In High School, students need guidance in a number of areas in their life, including which courses to take, which career paths to explore, which colleges or trade programs to pursue, how to manage their physical and mental health, and how to maneuver complicated social situations.

 Red door opening to school hallway

Counselors help students navigate these complexities, playing a pivotal role in the social-emotional, character, academic, and vocational development of the student populations they serve. In addition to helping individual students, counselors also strive to create a welcoming, inclusive school environment where students can put their best foot forward.

It’s no surprise then that counselors’ activities vary day-to-day. As school counselor Tawnya Pringle tells U.S. News, “You can have a student walk into your office and they could be homeless.” In that same day, a counselor could also encounter a student stressed out about their grades, or asking how to interact with a bully.1

High school counselors have many roles they are expected to fill, and as such, they have become an indispensable part of the educational team. Although their skills are in high demand, the ratio of student-to-counselor remains far higher than the 250-1 ratio recommended by the American School Counselor Association (ASCA).1

This could be, in part, due to the dated idea that some people have about what school counselors truly do, believing in a stereotype that counselors are simply there to help students with their scheduling.

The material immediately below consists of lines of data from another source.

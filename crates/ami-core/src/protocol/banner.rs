//! The one-line greeting sent by the server on connect,
//! e.g. `Asterisk Call Manager/6.0.0`.

use std::fmt;

/// A parsed greeting line: `<product>/<version>`.
#[derive(Debug, Clone, PartialEq, Eq)]
pub struct ManagerBanner {
    product: String,
    version: Option<String>,
}

impl ManagerBanner {
    /// Parses `line`, returning `None` unless it contains `marker`.
    ///
    /// The version is whatever follows the last `/`; a greeting without one
    /// is still accepted.
    ///
    /// # Examples
    ///
    /// ```rust
    /// use ami_core::protocol::ManagerBanner;
    ///
    /// let banner = ManagerBanner::parse("Asterisk Call Manager/6.0.0", "Asterisk").unwrap();
    /// assert_eq!(banner.product(), "Asterisk Call Manager");
    /// assert_eq!(banner.version(), Some("6.0.0"));
    /// assert!(ManagerBanner::parse("SSH-2.0-OpenSSH_9.6", "Asterisk").is_none());
    /// ```
    pub fn parse(line: &str, marker: &str) -> Option<Self> {
        let line = line.trim();
        if !line.contains(marker) {
            return None;
        }
        let (product, version) = match line.rsplit_once('/') {
            Some((product, version)) if !version.is_empty() => {
                (product.trim(), Some(version.trim().to_string()))
            }
            _ => (line, None),
        };
        Some(Self {
            product: product.to_string(),
            version,
        })
    }

    pub fn product(&self) -> &str {
        &self.product
    }

    pub fn version(&self) -> Option<&str> {
        self.version.as_deref()
    }
}

impl fmt::Display for ManagerBanner {
    fn fmt(&self, f: &mut fmt::Formatter<'_>) -> fmt::Result {
        match &self.version {
            Some(version) => write!(f, "{}/{}", self.product, version),
            None => f.write_str(&self.product),
        }
    }
}
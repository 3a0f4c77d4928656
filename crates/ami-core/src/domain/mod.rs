//! Protocol state machines: call correlation, list aggregation and event
//! dispatch.
//!
//! Nothing here touches a socket.  The client engine feeds parsed messages
//! in and decides what to do with the results, which keeps every rule here
//! testable without a server.

pub mod aggregator;
pub mod correlator;
pub mod dispatcher;
pub mod sequence;

pub use aggregator::{ListAggregator, Offer};
pub use correlator::{CallError, CallOutcome, Continuation, CorrelationError, Correlator};
pub use dispatcher::{
    DispatchReport, Dispatcher, EventPredicate, EventSink, Listener, ListenerError,
};
pub use sequence::{ListenerId, SequenceCounter};
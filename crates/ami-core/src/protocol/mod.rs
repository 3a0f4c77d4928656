//! Protocol module: the text message model, stream framing and frame
//! classification.

pub mod action;
pub mod banner;
pub mod classify;
pub mod event;
pub mod framing;
pub mod incoming;
pub mod message;
pub mod response;

pub use action::{
    Action, ActionId, ActionMessage, CommandAction, CoreShowChannelsAction, DbGetAction,
    GetVarAction, LoginAction, LogoffAction, OriginateAction, PingAction, SetVarAction,
    SipShowPeerAction, StatusAction, ValidationError, MAX_ACTION_ID_LEN,
};
pub use banner::ManagerBanner;
pub use classify::{classify, FrameKind, MalformedFramePolicy};
pub use event::{EventKind, EventMessage, RESPONSE_EVENT};
pub use framing::{FrameSplitter, FramingError, DEFAULT_MAX_BUFFERED_BYTES};
pub use incoming::{ChannelVariables, IncomingMessage, DEFAULT_CHANNEL};
pub use message::{Envelope, VariableValue, EOL, EOM};
pub use response::{ResponseMessage, DB_GET_RESPONSE};
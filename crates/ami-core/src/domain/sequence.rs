//! Lock-free counter handing out listener identifiers.
//!
//! Identifiers are never reused within one dispatcher, so a stale
//! [`ListenerId`] held by a caller can never unregister a listener that was
//! registered after it.

use std::fmt;
use std::sync::atomic::{AtomicU64, Ordering};

/// Handle returned when a listener is registered.
#[derive(Debug, Clone, Copy, PartialEq, Eq, Hash, PartialOrd, Ord)]
pub struct ListenerId(u64);

impl ListenerId {
    pub fn value(self) -> u64 {
        self.0
    }
}

impl fmt::Display for ListenerId {
    fn fmt(&self, f: &mut fmt::Formatter<'_>) -> fmt::Result {
        write!(f, "listener-{}", self.0)
    }
}

/// A monotonically increasing source of [`ListenerId`]s, starting at 1.
///
/// `Ordering::Relaxed` is enough: the ids only need to be unique, they do not
/// publish any other memory.
#[derive(Debug)]
pub struct SequenceCounter {
    inner: AtomicU64,
}

impl SequenceCounter {
    pub fn new() -> Self {
        Self {
            inner: AtomicU64::new(1),
        }
    }

    /// Returns a fresh identifier.
    pub fn next_id(&self) -> ListenerId {
        ListenerId(self.inner.fetch_add(1, Ordering::Relaxed))
    }

    /// Number of identifiers handed out so far.
    pub fn issued(&self) -> u64 {
        self.inner.load(Ordering::Relaxed) - 1
    }
}

impl Default for SequenceCounter {
    fn default() -> Self {
        Self::new()
    }
}

#[cfg(test)]
mod tests {
    use super::*;
    use std::collections::HashSet;
    use std::sync::Arc;
    use std::thread;

    #[test]
    fn test_first_id_is_one() {
        let counter = SequenceCounter::new();
        assert_eq!(counter.next_id().value(), 1);
        assert_eq!(counter.issued(), 1);
    }

    #[test]
    fn test_ids_are_unique_across_threads() {
        // Arrange
        let counter = Arc::new(SequenceCounter::new());

        // Act
        let handles: Vec<_> = (0..4)
            .map(|_| {
                let c = Arc::clone(&counter);
                thread::spawn(move || (0..250).map(|_| c.next_id()).collect::<Vec<_>>())
            })
            .collect();
        let ids: HashSet<ListenerId> = handles
            .into_iter()
            .flat_map(|h| h.join().expect("thread panicked"))
            .collect();

        // Assert
        assert_eq!(ids.len(), 1000);
        assert_eq!(counter.issued(), 1000);
    }

    #[test]
    fn test_display_is_prefixed() {
        let counter = SequenceCounter::default();
        assert_eq!(counter.next_id().to_string(), "listener-1");
    }
}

“The absolute biggest misconception, without a doubt, would be that we’re just there for scheduling,” counselor Shelby Boisvert writes.1 Rather, the training that school counselors receive allows them to counsel individuals on any number of important life decisions. Below, we highlight just a few of the many ways that high school counselors make a difference in the lives of their students.
 

Providing Academic Support

While academics are typically thought of as the teacher’s territory, high school counselors can offer academic support for students as well. In fact, many schools ask that counselors step up to the plate to improve academic achievement for their students.

One direct example occurred in the Wake County, North Carolina school system, where counselors were asked to identify 30 at-risk students and develop programs that would increase their academic performance. But there are plenty of ways that school counselors can help promote achievement in a less-direct manner.3

When meeting with students who are struggling with their school work, counselors can bridge the gap between students, parents, and teachers, helping all parties to identify the root of the problem and come up with alternatives as necessary.

They can also help to create an environment that fosters academic integrity, and teaches students how to establish good study habits that they can take with them throughout their academic endeavors.

 

Improving School Climate

Bullying and violence has become an epidemic in today’s schools, threatening the quality of the school environment which can drastically change outcomes for students who are directly or indirectly involved.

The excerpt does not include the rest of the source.